Scrapy provides a few item exporters by default to export items in commonly used file formats like CSV/JSON/XML. I usually use CSV to export items, it is pretty convenient, and it comes in two ways:
- appending mode, for example,
scrapy crawl foo -o test.csv
- overwriting mode with
-O
option, likescrapy crawl foo -O test.csv
But in the appending mode, it's a bit annoying that it always appends the header row before the newly scraped items, which is not correctly in terms of CSV format.
So how can we resolve this issue?
In case you didn't know, the item exporter is in charge of saving scraped items from spiders to files. So a natural way is to work around it by improving the CSV item exporter.
There was also an Stack Overflow question regarding this, and the
accepted answer from @furas was in this way. It enhanced the default
CsvItemExporter
by adjusting include_headers_line
in the constructor:
from scrapy.exporters import CsvItemExporter
class HeadlessCsvItemExporter(CsvItemExporter):
def __init__(self, *args, **kwargs):
# args[0] is (opened) file handler
# if file is not empty then skip headers
if args[0].tell() > 0:
kwargs['include_headers_line'] = False
super(HeadlessCsvItemExporter, self).__init__(*args, **kwargs)

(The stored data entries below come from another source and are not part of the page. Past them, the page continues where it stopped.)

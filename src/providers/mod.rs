//! Collaborator contracts consumed by the checkout pipeline, plus in-memory
//! reference implementations used by the server binary and the test suite.
//! Real deployments swap these for gateway- and carrier-backed services.

pub mod customers;
pub mod orders;
pub mod payment;
pub mod shipping;
pub mod validation;

pub use customers::{CustomerRepository, InMemoryCustomerRepository};
pub use orders::{
    InMemoryOrderPlacementService, OrderPlacementResult, OrderPlacementService, PostProcessOutcome,
};
pub use payment::{
    OfflinePaymentProvider, PaymentProvider, PaymentProviderRegistry, StaticPaymentProviderRegistry,
    ValidationResult,
};
pub use shipping::{FixedRateShippingResolver, ShippingOptionResolver, ShippingOptionResponse};
pub use validation::{BasicCartValidator, CartValidator, ValidationOutcome};
pub mod address;
pub mod cart;
pub mod payment;
pub mod shipping;

pub use address::{Address, Country};
pub use cart::{CartItem, Customer, CustomerAttributes, ShoppingCart};
pub use payment::{FormData, ProcessPaymentRequest};
pub use shipping::ShippingOption;
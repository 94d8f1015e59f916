use async_trait::async_trait;
use std::sync::Arc;
use tracing::{debug, instrument};
use uuid::Uuid;

use crate::config::CheckoutConfig;
use crate::errors::ServiceError;
use crate::events::{Event, EventSender};
use crate::providers::CustomerRepository;

use super::{
    steps, CheckoutContext, CheckoutHandler, CheckoutHandlerResult, StepRequest, StepRoute,
};

pub const ACTION: &str = "billing-address";
pub const SELECT_ACTION: &str = "select-billing-address";

const ADDRESS_ID_FIELD: &str = "address_id";
const SHIPPING_DIFFERS_FIELD: &str = "shipping_address_differs";

/// First pipeline step: assigns the billing address, optionally mirroring
/// it into the shipping address when the customer keeps "ship to a
/// different address" unchecked.
pub struct BillingAddressHandler {
    route: StepRoute,
    config: Arc<CheckoutConfig>,
    customers: Arc<dyn CustomerRepository>,
    events: EventSender,
}

impl BillingAddressHandler {
    pub fn new(
        config: Arc<CheckoutConfig>,
        customers: Arc<dyn CustomerRepository>,
        events: EventSender,
    ) -> Self {
        Self {
            route: StepRoute::new(steps::BILLING_ADDRESS, ACTION)
                .with_select_action(SELECT_ACTION),
            config,
            customers,
            events,
        }
    }

    async fn apply_selection(
        &self,
        ctx: &mut CheckoutContext<'_>,
        address_id: Uuid,
        shipping_differs: bool,
    ) -> Result<CheckoutHandlerResult, ServiceError> {
        let Some(address) = ctx.cart.customer.address(address_id).cloned() else {
            // Foreign or stale address id: redisplay without error detail.
            debug!(%address_id, "submitted billing address does not belong to the customer");
            return Ok(CheckoutHandlerResult::failed());
        };

        let customer_id = ctx.cart.customer.id;
        ctx.cart.billing_address = Some(address.clone());
        self.customers
            .save_billing_address(customer_id, address.id)
            .await?;
        self.events
            .send_or_log(Event::BillingAddressAssigned {
                customer_id,
                address_id: address.id,
            })
            .await;

        ctx.state.set_shipping_address_differs(shipping_differs);

        if !shipping_differs && ctx.cart.requires_shipping() && address.allows_shipping() {
            // Mirror billing into shipping; the shipping-address step
            // consumes the flag and short-circuits.
            ctx.cart.shipping_address = Some(address.clone());
            self.customers
                .save_shipping_address(customer_id, Some(address.id))
                .await?;
            ctx.state.set_skip_shipping_address();
        }

        Ok(CheckoutHandlerResult::succeeded())
    }

    async fn apply_quick_checkout_default(
        &self,
        ctx: &mut CheckoutContext<'_>,
    ) -> Result<Option<CheckoutHandlerResult>, ServiceError> {
        let Some(default_id) = ctx.cart.customer.attributes.default_billing_address_id else {
            return Ok(None);
        };
        let Some(address) = ctx.cart.customer.address(default_id).cloned() else {
            return Ok(None);
        };

        let current = ctx.cart.billing_address.as_ref().map(|a| a.id);
        if current != Some(address.id) {
            let customer_id = ctx.cart.customer.id;
            ctx.cart.billing_address = Some(address.clone());
            self.customers
                .save_billing_address(customer_id, address.id)
                .await?;
        }
        Ok(Some(CheckoutHandlerResult::succeeded()))
    }
}

#[async_trait]
impl CheckoutHandler for BillingAddressHandler {
    fn route(&self) -> &StepRoute {
        &self.route
    }

    #[instrument(skip(self, ctx, request), fields(customer_id = %ctx.cart.customer.id))]
    async fn process(
        &self,
        ctx: &mut CheckoutContext<'_>,
        request: Option<&StepRequest>,
    ) -> Result<CheckoutHandlerResult, ServiceError> {
        if let Some(request) = request {
            if let Some(raw_id) = request.form.first(ADDRESS_ID_FIELD) {
                let Ok(address_id) = raw_id.parse::<Uuid>() else {
                    return Ok(CheckoutHandlerResult::failed());
                };
                let shipping_differs = request.form.is_truthy(SHIPPING_DIFFERS_FIELD);
                return self.apply_selection(ctx, address_id, shipping_differs).await;
            }
        }

        if self.config.quick_checkout_enabled {
            if let Some(result) = self.apply_quick_checkout_default(ctx).await? {
                return Ok(result);
            }
        }

        // Whatever billing address is already assigned decides the step.
        Ok(if ctx.cart.billing_address.is_some() {
            CheckoutHandlerResult::succeeded()
        } else {
            CheckoutHandlerResult::failed()
        })
    }
}
use async_trait::async_trait;

use crate::checkout::CheckoutRedirect;
use crate::errors::ServiceError;
use crate::models::ShoppingCart;

/// Structured cart-validation outcome. The override redirect, when present,
/// wins over any warnings; the confirm step checks it first.
#[derive(Debug, Clone, Default)]
pub struct ValidationOutcome {
    pub warnings: Vec<String>,
    pub override_redirect: Option<CheckoutRedirect>,
}

impl ValidationOutcome {
    pub fn ok() -> Self {
        Self::default()
    }

    pub fn with_warnings(warnings: Vec<String>) -> Self {
        Self {
            warnings,
            override_redirect: None,
        }
    }

    pub fn redirect(redirect: CheckoutRedirect) -> Self {
        Self {
            warnings: vec![],
            override_redirect: Some(redirect),
        }
    }
}

/// Validates the cart right before order placement.
#[cfg_attr(test, mockall::automock)]
#[async_trait]
pub trait CartValidator: Send + Sync {
    async fn validate(&self, cart: &ShoppingCart) -> Result<ValidationOutcome, ServiceError>;
}

/// Baseline validator: an empty cart is sent back to the cart page.
#[derive(Debug, Clone, Default)]
pub struct BasicCartValidator;

#[async_trait]
impl CartValidator for BasicCartValidator {
    async fn validate(&self, cart: &ShoppingCart) -> Result<ValidationOutcome, ServiceError> {
        if cart.is_empty() {
            return Ok(ValidationOutcome::redirect(CheckoutRedirect::Cart));
        }
        Ok(ValidationOutcome::ok())
    }
}
use async_trait::async_trait;

use crate::errors::ServiceError;
use crate::models::{Address, ShippingOption, ShoppingCart};

/// Options plus any provider-reported problems. Errors are non-fatal to the
/// pipeline; the shipping-method step decides when to surface them.
#[derive(Debug, Clone, Default)]
pub struct ShippingOptionResponse {
    pub options: Vec<ShippingOption>,
    pub errors: Vec<String>,
}

/// Computes shipping options for a cart. Rate computation is expensive, so
/// callers cache the result per checkout session.
#[cfg_attr(test, mockall::automock)]
#[async_trait]
pub trait ShippingOptionResolver: Send + Sync {
    async fn shipping_options<'a>(
        &self,
        cart: &ShoppingCart,
        address: Option<&'a Address>,
        provider_filter: Option<&'a str>,
    ) -> Result<ShippingOptionResponse, ServiceError>;
}

/// Resolver backed by a fixed option table, for the demo server and tests.
#[derive(Debug, Clone, Default)]
pub struct FixedRateShippingResolver {
    options: Vec<ShippingOption>,
}

impl FixedRateShippingResolver {
    pub fn new(options: Vec<ShippingOption>) -> Self {
        Self { options }
    }
}

#[async_trait]
impl ShippingOptionResolver for FixedRateShippingResolver {
    async fn shipping_options<'a>(
        &self,
        _cart: &ShoppingCart,
        _address: Option<&'a Address>,
        provider_filter: Option<&'a str>,
    ) -> Result<ShippingOptionResponse, ServiceError> {
        let options: Vec<ShippingOption> = match provider_filter {
            Some(provider) => self
                .options
                .iter()
                .filter(|o| o.provider_system_name.eq_ignore_ascii_case(provider))
                .cloned()
                .collect(),
            None => self.options.clone(),
        };
        let errors = if options.is_empty() {
            vec!["No shipping options are available for this destination".to_string()]
        } else {
            vec![]
        };
        Ok(ShippingOptionResponse { options, errors })
    }
}
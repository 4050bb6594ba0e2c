//! Store schema DDL, migration, and currency checking.
//!
//! All tables live in one dedicated schema. `init_schema` is idempotent
//! (`IF NOT EXISTS` everywhere) and stamps [`SCHEMA_VERSION`]; the currency
//! check compares the stamp before any import and surfaces a distinguished
//! `MigrationRequired` error on mismatch, never migrating implicitly.

use tokio_postgres::Client;
use tracing::info;

use crate::error::{HistoryError, Result};

/// Schema version this build expects. Bump together with any DDL change.
pub(crate) const SCHEMA_VERSION: i32 = 1;

/// Record-type tables in import dependency order.
pub(crate) const RECORD_TABLES: &[&str] = &[
    "controller",
    "module",
    "data_type",
    "program",
    "routine",
    "tag",
    "rung",
];

/// Create the store schema and all tables, then stamp the schema version.
pub(crate) async fn init_schema(client: &Client, schema: &str) -> Result<()> {
    client
        .execute(&format!("CREATE SCHEMA IF NOT EXISTS {}", schema), &[])
        .await?;

    client
        .execute(
            &format!(
                "CREATE TABLE IF NOT EXISTS {}.schema_version (
                    version INTEGER NOT NULL
                )",
                schema
            ),
            &[],
        )
        .await?;

    client
        .execute(
            &format!(
                "CREATE TABLE IF NOT EXISTS {}.target (
                    target_id BIGSERIAL PRIMARY KEY,
                    target_key TEXT NOT NULL UNIQUE
                )",
                schema
            ),
            &[],
        )
        .await?;

    client
        .execute(
            &format!(
                "CREATE TABLE IF NOT EXISTS {}.snapshot (
                    snapshot_id BIGSERIAL PRIMARY KEY,
                    target_id BIGINT NOT NULL REFERENCES {}.target(target_id) ON DELETE CASCADE,
                    target_type TEXT NOT NULL,
                    target_name TEXT NOT NULL,
                    is_partial BOOLEAN NOT NULL,
                    schema_revision TEXT NOT NULL,
                    software_revision TEXT NOT NULL,
                    exported_at TIMESTAMPTZ NOT NULL,
                    imported_at TIMESTAMPTZ NOT NULL,
                    imported_by TEXT NOT NULL,
                    imported_host TEXT NOT NULL,
                    source_hash BYTEA NOT NULL,
                    source_data BYTEA NOT NULL
                )",
                schema, schema
            ),
            &[],
        )
        .await?;

    // Latest-snapshot lookups order by import time, ties broken by id.
    client
        .execute(
            &format!(
                "CREATE INDEX IF NOT EXISTS idx_snapshot_target_imported
                    ON {}.snapshot(target_id, imported_at DESC, snapshot_id DESC)",
                schema
            ),
            &[],
        )
        .await?;

    for (table, columns, business_key) in record_table_defs() {
        client
            .execute(
                &format!(
                    "CREATE TABLE IF NOT EXISTS {}.{} (
                    {}_id BIGSERIAL PRIMARY KEY,
                    snapshot_id BIGINT NOT NULL REFERENCES {}.snapshot(snapshot_id) ON DELETE CASCADE,
                    {},
                    record_hash BYTEA NOT NULL
                )",
                    schema, table, table, schema, columns
                ),
                &[],
            )
            .await?;

        // One row per business key within a snapshot.
        client
            .execute(
                &format!(
                    "CREATE UNIQUE INDEX IF NOT EXISTS uq_{}_snapshot_key
                        ON {}.{}(snapshot_id, {})",
                    table, schema, table, business_key
                ),
                &[],
            )
            .await?;

        // Cross-snapshot diffing by content hash.
        client
            .execute(
                &format!(
                    "CREATE INDEX IF NOT EXISTS idx_{}_record_hash
                        ON {}.{}(record_hash, snapshot_id)",
                    table, schema, table
                ),
                &[],
            )
            .await?;
    }

    // Stamp the version; a single-row table keeps the check trivial.
    client
        .execute(&format!("DELETE FROM {}.schema_version", schema), &[])
        .await?;
    client
        .execute(
            &format!("INSERT INTO {}.schema_version (version) VALUES ($1)", schema),
            &[&SCHEMA_VERSION],
        )
        .await?;

    info!("store schema '{}' migrated to version {}", schema, SCHEMA_VERSION);
    Ok(())
}

/// (table, column DDL fragment, business key column list) per record kind.
fn record_table_defs() -> Vec<(&'static str, &'static str, &'static str)> {
    vec![
        (
            "controller",
            "name TEXT NOT NULL,
                    processor_type TEXT NOT NULL,
                    firmware_major INTEGER NOT NULL,
                    firmware_minor INTEGER NOT NULL,
                    comment TEXT",
            "name",
        ),
        (
            "module",
            "name TEXT NOT NULL,
                    catalog_number TEXT NOT NULL,
                    vendor_id INTEGER NOT NULL,
                    product_code INTEGER NOT NULL,
                    slot SMALLINT,
                    comment TEXT",
            "name",
        ),
        (
            "data_type",
            "name TEXT NOT NULL,
                    family TEXT NOT NULL,
                    size_bytes INTEGER NOT NULL,
                    comment TEXT",
            "name",
        ),
        (
            "program",
            "name TEXT NOT NULL,
                    main_routine TEXT,
                    disabled BOOLEAN NOT NULL,
                    comment TEXT",
            "name",
        ),
        (
            "routine",
            "program_name TEXT NOT NULL,
                    name TEXT NOT NULL,
                    routine_type TEXT NOT NULL,
                    comment TEXT",
            "program_name, name",
        ),
        (
            "tag",
            "scope TEXT NOT NULL,
                    name TEXT NOT NULL,
                    data_type TEXT NOT NULL,
                    dimensions TEXT,
                    radix TEXT,
                    constant BOOLEAN NOT NULL,
                    comment TEXT",
            "scope, name",
        ),
        (
            "rung",
            "program_name TEXT NOT NULL,
                    routine_name TEXT NOT NULL,
                    number INTEGER NOT NULL,
                    rung_type TEXT NOT NULL,
                    text TEXT NOT NULL,
                    comment TEXT",
            "program_name, routine_name, number",
        ),
    ]
}

/// Read the stamped schema version; `None` when the store was never migrated.
pub(crate) async fn current_version(client: &Client, schema: &str) -> Result<Option<i32>> {
    let exists = client
        .query_one(
            "SELECT to_regclass($1) IS NOT NULL",
            &[&format!("{}.schema_version", schema)],
        )
        .await?;
    if !exists.get::<_, bool>(0) {
        return Ok(None);
    }

    let row = client
        .query_opt(
            &format!("SELECT version FROM {}.schema_version LIMIT 1", schema),
            &[],
        )
        .await?;
    Ok(row.map(|r| r.get(0)))
}

/// Fail with `MigrationRequired` unless the stamp matches this build.
pub(crate) async fn ensure_current(client: &Client, schema: &str) -> Result<()> {
    let current = current_version(client, schema).await?.unwrap_or(0);
    if current != SCHEMA_VERSION {
        return Err(HistoryError::MigrationRequired {
            current,
            expected: SCHEMA_VERSION,
        });
    }
    Ok(())
}

/// Delete every stored row while keeping the schema in place.
///
/// Targets cascade to snapshots, snapshots cascade to record rows.
pub(crate) async fn purge(client: &Client, schema: &str) -> Result<()> {
    client
        .execute(&format!("DELETE FROM {}.target", schema), &[])
        .await?;
    info!("store schema '{}' purged", schema);
    Ok(())
}

/// Drop the whole store schema.
pub(crate) async fn drop_storage(client: &Client, schema: &str) -> Result<()> {
    client
        .execute(&format!("DROP SCHEMA IF EXISTS {} CASCADE", schema), &[])
        .await?;
    info!("store schema '{}' dropped", schema);
    Ok(())
}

That's one way by utilizing the scrapy architecture.
Here I want to share another approach that's independent of scrapy. If we look at the result CSV file alone, it's merely a text file. So removing the redundant header rows is equivalent to removing the specific duplicate row.
With that in mind, here is the snippet that runs after the scrapy command finishes:
def dedup_csv_header(fname, fname_new):
if not os.path.exists(fname):
print('csv file not exist:', fname)
return
print(f'dedup csv headers, file {fname} to {fname_new}')
fnew = open(fname_new, 'wt')
with open(fname, 'rt') as f:
header = None
first = True
for line in f:
if None == header:
header = line
if not first and header == line:
continue
fnew.write(line)
first = False
fnew.close()